You can view the footage below:
Information on Ivery’s criminal record can be found here.
We are tracking down more information on this incident and will bring you updates as soon as we have them, but why does this matter? Is it not the case that once a child rapist has served his sentence, he should be given a chance to resume his place in the community without harassment? After all, why release him from prison if we are not going to give him the chance to rebuild his life?
The answer to this is obvious, and twofold.
First, as was outlined during the Austrailian Royal Commission into Institutional Responses to Child Sexual Abuse, those who have carried out the crime of child sex abuse are at extremely high risk of re-offending.

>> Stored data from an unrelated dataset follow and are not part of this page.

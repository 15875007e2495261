//! Re-entrant concurrency gate serializing filesystem operations.
//!
//! Every top-level filesystem call runs under one process-wide gate, so
//! operations from different tasks are strictly serialized and no two
//! block-device calls ever overlap. The gate must be re-entrant: some
//! engine-internal call chains re-acquire it through the lock hooks while
//! the owning task already holds it, and a plain exclusive lock would
//! deadlock there.

use core::hint::spin_loop;
use core::sync::atomic::{AtomicU32, AtomicUsize, Ordering};

use crate::error::{Error, Result};

/// Owner word value when the gate is free.
const NO_OWNER: usize = usize::MAX;

/// Supplies a stable identity for the currently running task.
///
/// Identities only need to be distinct between tasks that can run
/// concurrently, and must never equal `usize::MAX`.
pub trait TaskIdProvider: Send + Sync {
    /// Identity of the calling task.
    fn current_task(&self) -> usize;
}

/// Lock callbacks handed to the filesystem engine at mount.
///
/// The engine brackets its re-entrant internal call chains with these;
/// failures map to [`Error::Io`] per the error contract.
pub trait LockHooks: Send + Sync {
    /// Acquire the gate, blocking without bound.
    fn lock(&self) -> Result<()>;

    /// Release one level of the gate.
    fn unlock(&self) -> Result<()>;
}

/// A counting lock keyed by owner task identity.
///
/// Acquisition blocks (spins) indefinitely until the gate is free; there
/// is no timeout or cancellation path. Nested acquisition by the owning
/// task increments a depth counter instead of deadlocking. Ownership is
/// transient per call chain, never held across a return to caller code.
pub struct ReentrantGate<P> {
    owner: AtomicUsize,
    depth: AtomicU32,
    tasks: P,
}

impl<P: TaskIdProvider> ReentrantGate<P> {
    /// Create a free gate drawing task identities from `tasks`.
    pub const fn new(tasks: P) -> Self {
        Self {
            owner: AtomicUsize::new(NO_OWNER),
            depth: AtomicU32::new(0),
            tasks,
        }
    }

    /// Acquire the gate for the calling task, blocking without bound.
    pub fn lock(&self) -> Result<()> {
        let me = self.tasks.current_task();
        if me == NO_OWNER {
            return Err(Error::Io);
        }
        if self.owner.load(Ordering::Acquire) == me {
            // Re-entry: only the owner can observe itself as owner, so the
            // depth word is not contended here.
            let depth = self.depth.load(Ordering::Relaxed);
            self.depth.store(depth + 1, Ordering::Relaxed);
            return Ok(());
        }
        loop {
            if self
                .owner
                .compare_exchange(NO_OWNER, me, Ordering::Acquire, Ordering::Relaxed)
                .is_ok()
            {
                self.depth.store(1, Ordering::Relaxed);
                return Ok(());
            }
            spin_loop();
        }
    }

    /// Release one level of the gate.
    ///
    /// Fails with [`Error::Io`] when the calling task does not hold it.
    pub fn unlock(&self) -> Result<()> {
        let me = self.tasks.current_task();
        if self.owner.load(Ordering::Acquire) != me {
            return Err(Error::Io);
        }
        let depth = self.depth.load(Ordering::Relaxed);
        if depth == 0 {
            return Err(Error::Io);
        }
        if depth == 1 {
            self.depth.store(0, Ordering::Relaxed);
            self.owner.store(NO_OWNER, Ordering::Release);
        } else {
            self.depth.store(depth - 1, Ordering::Relaxed);
        }
        Ok(())
    }

    /// Acquire the gate and return a guard releasing it on drop.
    pub fn guard(&self) -> Result<GateGuard<'_, P>> {
        self.lock()?;
        Ok(GateGuard { gate: self })
    }

    /// Whether any task currently holds the gate.
    pub fn is_locked(&self) -> bool {
        self.owner.load(Ordering::Relaxed) != NO_OWNER
    }
}

impl<P: TaskIdProvider> LockHooks for ReentrantGate<P> {
    fn lock(&self) -> Result<()> {
        ReentrantGate::lock(self)
    }

    fn unlock(&self) -> Result<()> {
        ReentrantGate::unlock(self)
    }
}

/// RAII guard releasing one level of a [`ReentrantGate`] when dropped.
pub struct GateGuard<'a, P: TaskIdProvider> {
    gate: &'a ReentrantGate<P>,
}

impl<P: TaskIdProvider> Drop for GateGuard<'_, P> {
    fn drop(&mut self) {
        // The owning task constructed this guard, so release cannot fail.
        let _ = self.gate.unlock();
    }
}

/// Task identities drawn from host threads, for tests and host tooling.
#[cfg(feature = "std")]
#[derive(Debug, Default, Clone, Copy)]
pub struct StdThreads;

#[cfg(feature = "std")]
impl TaskIdProvider for StdThreads {
    fn current_task(&self) -> usize {
        use core::cell::Cell;

        static NEXT: AtomicUsize = AtomicUsize::new(1);
        std::thread_local! {
            static TASK_ID: Cell<usize> = const { Cell::new(0) };
        }
        TASK_ID.with(|id| {
            if id.get() == 0 {
                id.set(NEXT.fetch_add(1, Ordering::Relaxed));
            }
            id.get()
        })
    }
}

Hence, while a released inmate should be allowed to build a new life as far as is reasonable, his freedom to do so cannot be without limits or restrictions, or come at the expense of the children in the community. There must be limits and safeguards to prevent such an individual from having opportunities to re-offend.
This brings us to the second point. Ivery was not approached while shopping for food, or watching a movie, or even strolling along a busy street minding his own business. He was approached because he was engaged in a work that involves him calling at the homes of his neighbors.

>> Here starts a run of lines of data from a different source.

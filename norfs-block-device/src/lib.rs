//! Block device contract for flash filesystem engines.
//!
//! A log-structured flash filesystem engine does not talk to flash
//! directly; it consumes a block device described by a [`Geometry`] and
//! driven through the [`BlockDevice`] trait. The device presents the
//! storage as `block_count` erase blocks of `block_size` bytes each,
//! readable at `read_size` granularity and programmable at `prog_size`
//! granularity after an erase.
//!
//! The adapter crate implements this trait over a reserved region of raw
//! NOR flash; engines and test fixtures implement it over whatever backing
//! store suits them.

#![cfg_attr(not(test), no_std)]
#![warn(missing_docs)]

use core::fmt;

/// Default littlefs-style lookahead buffer size in bytes.
pub const DEFAULT_LOOKAHEAD_SIZE: u32 = 32;

/// Default erase-cycle budget per block before the engine rotates it.
pub const DEFAULT_BLOCK_CYCLES: u32 = 500;

/// A validated index of one erase block within the device.
///
/// Prevents mixing block indices with byte offsets or physical addresses.
#[derive(Debug, Clone, Copy, PartialEq, Eq, Hash, PartialOrd, Ord)]
pub struct BlockIndex(u32);

impl BlockIndex {
    /// Create a new block index.
    #[inline]
    pub const fn new(value: u32) -> Self {
        Self(value)
    }

    /// Get the underlying u32 value.
    #[inline]
    pub const fn value(self) -> u32 {
        self.0
    }
}

impl fmt::Display for BlockIndex {
    fn fmt(&self, f: &mut fmt::Formatter<'_>) -> fmt::Result {
        write!(f, "Block({})", self.0)
    }
}

impl From<u32> for BlockIndex {
    fn from(value: u32) -> Self {
        Self::new(value)
    }
}

impl From<BlockIndex> for u32 {
    fn from(index: BlockIndex) -> Self {
        index.value()
    }
}

/// Block device configuration handed to the filesystem engine.
///
/// Describes the storage in the engine's units: read granularity, program
/// granularity (the physical page size), erase block size (the physical
/// sector size), block count, cache sizing, lookahead sizing and the
/// erase-cycle budget that drives wear-leveling rotation.
///
/// A `Geometry` is validated on construction and immutable afterwards;
/// a mounted filesystem keeps it for the life of the mount.
#[derive(Debug, Clone, Copy, PartialEq, Eq)]
pub struct Geometry {
    read_size: u32,
    prog_size: u32,
    block_size: u32,
    block_count: u32,
    cache_size: u32,
    lookahead_size: u32,
    block_cycles: u32,
}

impl Geometry {
    /// Create a geometry with byte-granular reads and default cache,
    /// lookahead and erase-cycle sizing.
    ///
    /// `prog_size` must be the physical program page size and `block_size`
    /// the physical erase sector size. The cache defaults to a quarter of
    /// the block (never below one program page).
    ///
    /// # Errors
    ///
    /// Returns a [`GeometryError`] describing the first violated invariant.
    pub fn new(prog_size: u32, block_size: u32, block_count: u32) -> Result<Self, GeometryError> {
        let cache_size = if block_size / 4 > prog_size {
            block_size / 4
        } else {
            prog_size
        };
        Self::custom(
            1,
            prog_size,
            block_size,
            block_count,
            cache_size,
            DEFAULT_LOOKAHEAD_SIZE,
            DEFAULT_BLOCK_CYCLES,
        )
    }

    /// Create a geometry with every field chosen by the caller.
    ///
    /// # Errors
    ///
    /// Returns a [`GeometryError`] describing the first violated invariant.
    pub fn custom(
        read_size: u32,
        prog_size: u32,
        block_size: u32,
        block_count: u32,
        cache_size: u32,
        lookahead_size: u32,
        block_cycles: u32,
    ) -> Result<Self, GeometryError> {
        let geometry = Self {
            read_size,
            prog_size,
            block_size,
            block_count,
            cache_size,
            lookahead_size,
            block_cycles,
        };
        geometry.validate()?;
        Ok(geometry)
    }

    /// Re-check every geometry invariant.
    ///
    /// Constructors already run this; mount runs it once more so that an
    /// invalid configuration is rejected before any physical access.
    pub fn validate(&self) -> Result<(), GeometryError> {
        if self.block_count == 0 {
            return Err(GeometryError::ZeroBlockCount);
        }
        if self.read_size == 0 || self.prog_size == 0 || self.block_size == 0 {
            return Err(GeometryError::ZeroGranularity);
        }
        if self.prog_size % self.read_size != 0 {
            return Err(GeometryError::ProgramNotMultipleOfRead {
                prog_size: self.prog_size,
                read_size: self.read_size,
            });
        }
        if self.block_size % self.prog_size != 0 {
            return Err(GeometryError::BlockNotMultipleOfProgram {
                block_size: self.block_size,
                prog_size: self.prog_size,
            });
        }
        if self.cache_size == 0
            || self.cache_size % self.read_size != 0
            || self.cache_size % self.prog_size != 0
            || self.block_size % self.cache_size != 0
        {
            return Err(GeometryError::InvalidCacheSize {
                cache_size: self.cache_size,
            });
        }
        if self.lookahead_size == 0 {
            return Err(GeometryError::ZeroLookahead);
        }
        Ok(())
    }

    /// Minimum read granularity in bytes.
    #[inline]
    pub const fn read_size(&self) -> u32 {
        self.read_size
    }

    /// Program granularity in bytes (the physical page size).
    #[inline]
    pub const fn prog_size(&self) -> u32 {
        self.prog_size
    }

    /// Erase block size in bytes (the physical sector size).
    #[inline]
    pub const fn block_size(&self) -> u32 {
        self.block_size
    }

    /// Number of erase blocks in the device.
    #[inline]
    pub const fn block_count(&self) -> u32 {
        self.block_count
    }

    /// Engine cache size in bytes.
    #[inline]
    pub const fn cache_size(&self) -> u32 {
        self.cache_size
    }

    /// Engine lookahead buffer size in bytes.
    #[inline]
    pub const fn lookahead_size(&self) -> u32 {
        self.lookahead_size
    }

    /// Erase cycles per block before wear-leveling rotation.
    #[inline]
    pub const fn block_cycles(&self) -> u32 {
        self.block_cycles
    }

    /// Total device size in bytes.
    #[inline]
    pub const fn total_size(&self) -> u64 {
        self.block_count as u64 * self.block_size as u64
    }

    /// Whether `index` addresses a block inside the device.
    #[inline]
    pub const fn contains(&self, index: BlockIndex) -> bool {
        index.value() < self.block_count
    }
}

/// Errors that can occur when creating a [`Geometry`].
#[derive(Debug, Clone, Copy, PartialEq, Eq)]
pub enum GeometryError {
    /// Block count is zero.
    ZeroBlockCount,
    /// Read, program or block size is zero.
    ZeroGranularity,
    /// Program size is not a multiple of the read size.
    ProgramNotMultipleOfRead {
        /// The requested program size.
        prog_size: u32,
        /// The read size.
        read_size: u32,
    },
    /// Block size is not a multiple of the program size.
    BlockNotMultipleOfProgram {
        /// The block size.
        block_size: u32,
        /// The requested program size.
        prog_size: u32,
    },
    /// Cache size is zero, does not divide the block size, or is not a
    /// multiple of the read and program sizes.
    InvalidCacheSize {
        /// The requested cache size.
        cache_size: u32,
    },
    /// Lookahead buffer size is zero.
    ZeroLookahead,
}

impl fmt::Display for GeometryError {
    fn fmt(&self, f: &mut fmt::Formatter<'_>) -> fmt::Result {
        match self {
            Self::ZeroBlockCount => write!(f, "Block count cannot be zero"),
            Self::ZeroGranularity => write!(f, "Read, program and block sizes must be non-zero"),
            Self::ProgramNotMultipleOfRead {
                prog_size,
                read_size,
            } => write!(
                f,
                "Program size {} must be a multiple of read size {}",
                prog_size, read_size
            ),
            Self::BlockNotMultipleOfProgram {
                block_size,
                prog_size,
            } => write!(
                f,
                "Block size {} must be a multiple of program size {}",
                block_size, prog_size
            ),
            Self::InvalidCacheSize { cache_size } => write!(
                f,
                "Cache size {} must divide the block size and be a multiple of the read and program sizes",
                cache_size
            ),
            Self::ZeroLookahead => write!(f, "Lookahead size cannot be zero"),
        }
    }
}

impl core::error::Error for GeometryError {}

/// The four operations a flash filesystem engine needs from its storage.
///
/// `read` takes `&self`: flash reads are non-destructive and implementations
/// are expected to serve them from a cached or memory-mapped read path.
/// `program` and `erase` mutate the medium. The engine guarantees
/// erase-before-program ordering; implementations do not re-verify it.
///
/// Implementations must not acquire the filesystem lock inside these
/// operations. They are only reachable from the engine, which already
/// holds it.
pub trait BlockDevice {
    /// Error type for device operations.
    type Error: core::error::Error;

    /// The geometry this device was built with.
    fn geometry(&self) -> &Geometry;

    /// Read `buf.len()` bytes starting at `offset` within `block`.
    ///
    /// Preconditions: `block` is inside the device and
    /// `offset + buf.len() <= block_size`.
    fn read(&self, block: BlockIndex, offset: u32, buf: &mut [u8]) -> Result<(), Self::Error>;

    /// Program `buf.len()` bytes starting at `offset` within `block`.
    ///
    /// Preconditions as for `read`, plus `offset` and `buf.len()` must be
    /// multiples of the program size. The target range must have been
    /// erased since it was last programmed; programming unerased flash
    /// yields undefined bit values.
    fn program(&mut self, block: BlockIndex, offset: u32, buf: &[u8]) -> Result<(), Self::Error>;

    /// Erase exactly one block.
    fn erase(&mut self, block: BlockIndex) -> Result<(), Self::Error>;

    /// Flush any buffered state to the medium.
    ///
    /// Devices whose program and erase are synchronous implement this as a
    /// successful no-op.
    fn sync(&mut self) -> Result<(), Self::Error>;
}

I spent almost thirty years of my life engaged in the door to door ministry of Jehovah’s Witnesses, and can report that it is not uncommon for the door to be answered by a young child. I know that very often in this situation, the Witness will ask: “Hello. Can I speak to Mommy or Daddy please?”

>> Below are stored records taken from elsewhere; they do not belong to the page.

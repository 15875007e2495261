//! Block-device adapter over a reserved NOR flash region.
//!
//! [`RegionDevice`] translates the engine's block coordinates into
//! physical flash addresses and implements the four block-device
//! operations on top of any [`embedded_storage`] NOR flash driver:
//! reads go straight to the driver's (cached/XIP) read path, program and
//! erase run under the interrupt mask, and sync is a successful no-op
//! because both destructive primitives are synchronous on the medium.

use core::cell::UnsafeCell;

use embedded_storage::nor_flash::{NorFlash, ReadNorFlash};
use norfs_block_device::{BlockDevice, BlockIndex, Geometry};

use crate::error::{Error, Result};
use crate::flash::{FlashRegion, InterruptControl};

/// Adapter exposing a [`FlashRegion`] of a raw NOR flash driver as a
/// [`BlockDevice`].
///
/// # Safety
///
/// This type uses `UnsafeCell` for interior mutability because
/// `embedded-storage` traits require `&mut self` for reads, but
/// [`BlockDevice::read`] takes `&self`. Access must be externally
/// serialized in multi-threaded contexts; in this crate the concurrency
/// gate provides that serialization, since block operations are only
/// reachable from the engine while it holds the lock.
pub struct RegionDevice<F, I> {
    flash: UnsafeCell<F>,
    irq: I,
    region: FlashRegion,
}

// SAFETY: RegionDevice is Send if its parts are Send; the UnsafeCell only
// adds interior mutability, not thread affinity.
unsafe impl<F: Send, I: Send> Send for RegionDevice<F, I> {}

// SAFETY: RegionDevice is Sync if its parts are Sync. Access must be
// externally serialized in multi-threaded contexts (see type docs).
unsafe impl<F: Sync, I: Sync> Sync for RegionDevice<F, I> {}

impl<F, I> RegionDevice<F, I>
where
    F: ReadNorFlash + NorFlash,
    I: InterruptControl,
{
    /// Create a device over `region` of `flash`, masking interrupts with
    /// `irq` around every program and erase.
    ///
    /// Fails with [`Error::InvalidArgument`] when the region's geometry
    /// does not agree with the driver's program/erase granularity or does
    /// not fit the part.
    pub fn new(flash: F, irq: I, region: FlashRegion) -> Result<Self> {
        let geometry = region.geometry();
        if geometry.prog_size() as usize % F::WRITE_SIZE != 0
            || geometry.block_size() as usize % F::ERASE_SIZE != 0
            || region.base() as usize % F::ERASE_SIZE != 0
        {
            return Err(Error::InvalidArgument);
        }
        if region.base() as u64 + geometry.total_size() > flash.capacity() as u64 {
            return Err(Error::InvalidArgument);
        }
        Ok(Self {
            flash: UnsafeCell::new(flash),
            irq,
            region,
        })
    }

    /// The flash region this device is carved from.
    pub fn region(&self) -> &FlashRegion {
        &self.region
    }

    /// Consume the device and return the underlying flash driver.
    pub fn into_inner(self) -> F {
        self.flash.into_inner()
    }

    fn check_access(&self, block: BlockIndex, offset: u32, len: usize) -> Result<()> {
        let geometry = self.region.geometry();
        if !geometry.contains(block) {
            return Err(Error::InvalidArgument);
        }
        if offset as u64 + len as u64 > geometry.block_size() as u64 {
            return Err(Error::InvalidArgument);
        }
        Ok(())
    }
}

impl<F, I> BlockDevice for RegionDevice<F, I>
where
    F: ReadNorFlash + NorFlash,
    I: InterruptControl,
{
    type Error = Error;

    fn geometry(&self) -> &Geometry {
        self.region.geometry()
    }

    fn read(&self, block: BlockIndex, offset: u32, buf: &mut [u8]) -> Result<()> {
        self.check_access(block, offset, buf.len())?;
        let address = self.region.address_of(block.value(), offset);
        // SAFETY: callers are serialized by the filesystem lock (see type
        // docs), so no other access to the driver is live.
        let flash = unsafe { &mut *self.flash.get() };
        flash.read(address, buf).map_err(|_| Error::Io)
    }

    fn program(&mut self, block: BlockIndex, offset: u32, buf: &[u8]) -> Result<()> {
        self.check_access(block, offset, buf.len())?;
        let prog_size = self.region.geometry().prog_size();
        if offset % prog_size != 0 || buf.len() as u32 % prog_size != 0 {
            return Err(Error::InvalidArgument);
        }
        let Self { flash, irq, region } = self;
        let address = region.address_of(block.value(), offset);
        let flash = flash.get_mut();
        irq.with_masked(|| flash.write(address, buf))
            .map_err(|_| Error::Io)
    }

    fn erase(&mut self, block: BlockIndex) -> Result<()> {
        if !self.region.geometry().contains(block) {
            return Err(Error::InvalidArgument);
        }
        let Self { flash, irq, region } = self;
        let block_size = region.geometry().block_size();
        let address = region.address_of(block.value(), 0);
        let flash = flash.get_mut();
        irq.with_masked(|| flash.erase(address, address + block_size))
            .map_err(|_| Error::Io)
    }

    fn sync(&mut self) -> Result<()> {
        // Program and erase are synchronous on the medium.
        Ok(())
    }
}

Often the child would then run to get their parents, but I personally saw a handful of moments where the child replied: “They are not home.”
Of course, I would always take my leave when the child replied that way, and on one occasion the Witness I was with actually told the little boy in a kind but stern tone that they shouldn’t open the door to strangers if they were alone in the house – which, of course, is excellent advice.
But can you imagine how the scenario might have played out if the Witness on the doorstep was a predator struggling with a long-term desire to harm children?
And to make matters worse, Ivery is not a one-off example. In Australia alone over the past 50 years, there were over 1000 JW molesters who posed this specific risk who were not even reported to the authorities.
At least in the case of Ivery the authorities were aware of his past, thus the local community stood a chance of knowing that a potentially dangerous sexual predator lives in their midst – even if they are likely oblivious to the likelihood of him calling at their homes and asking to be invited in to start a bible study with their families.
The solution is obvious: Watchtower should categorically instruct its congregations that those who have been convicted of sexual offenses against children cannot under any circumstances participate in activities such as door-to-door ministry that pose a high risk of putting them in contact with unsuspecting families and children – for the sake of the convicted offender, and most importantly, for the sake of the child.
Since we originally uploaded this article, YouTube has removed the video on the grounds that it is harassment / bullying of the subject person. Whilst I understand that YouTube has an obligation to ensure as best as possible that their service is not used to abuse or harass, I maintain that the video is in the public interest due to the reasons already given in the article.
1: The individual, Waymon Chandler Ivery, is clearly the same person as the one identified one a public website as having a criminal record for sexual assault on a child. The man himself affirms that this is his name at the start of the footage and his face clearly matches the mug shot. Thus he is already the subject of a public warning to the community – for this warning to go on YouTube increases public safety rather than detracting from it.
2: Ivery was not approached when he was out shopping, or walking the street, or waiting for a bus. He was approached specifically because he was engaged in an activity that brought him into close proximity with children in their homes, very probably without the parents of those children being aware of his past.
3: Therefore this is not a case of harassment or bullying. This is a case of public attention being drawn to a religious practice that puts a convicted child abuser into close contact with children in their homes.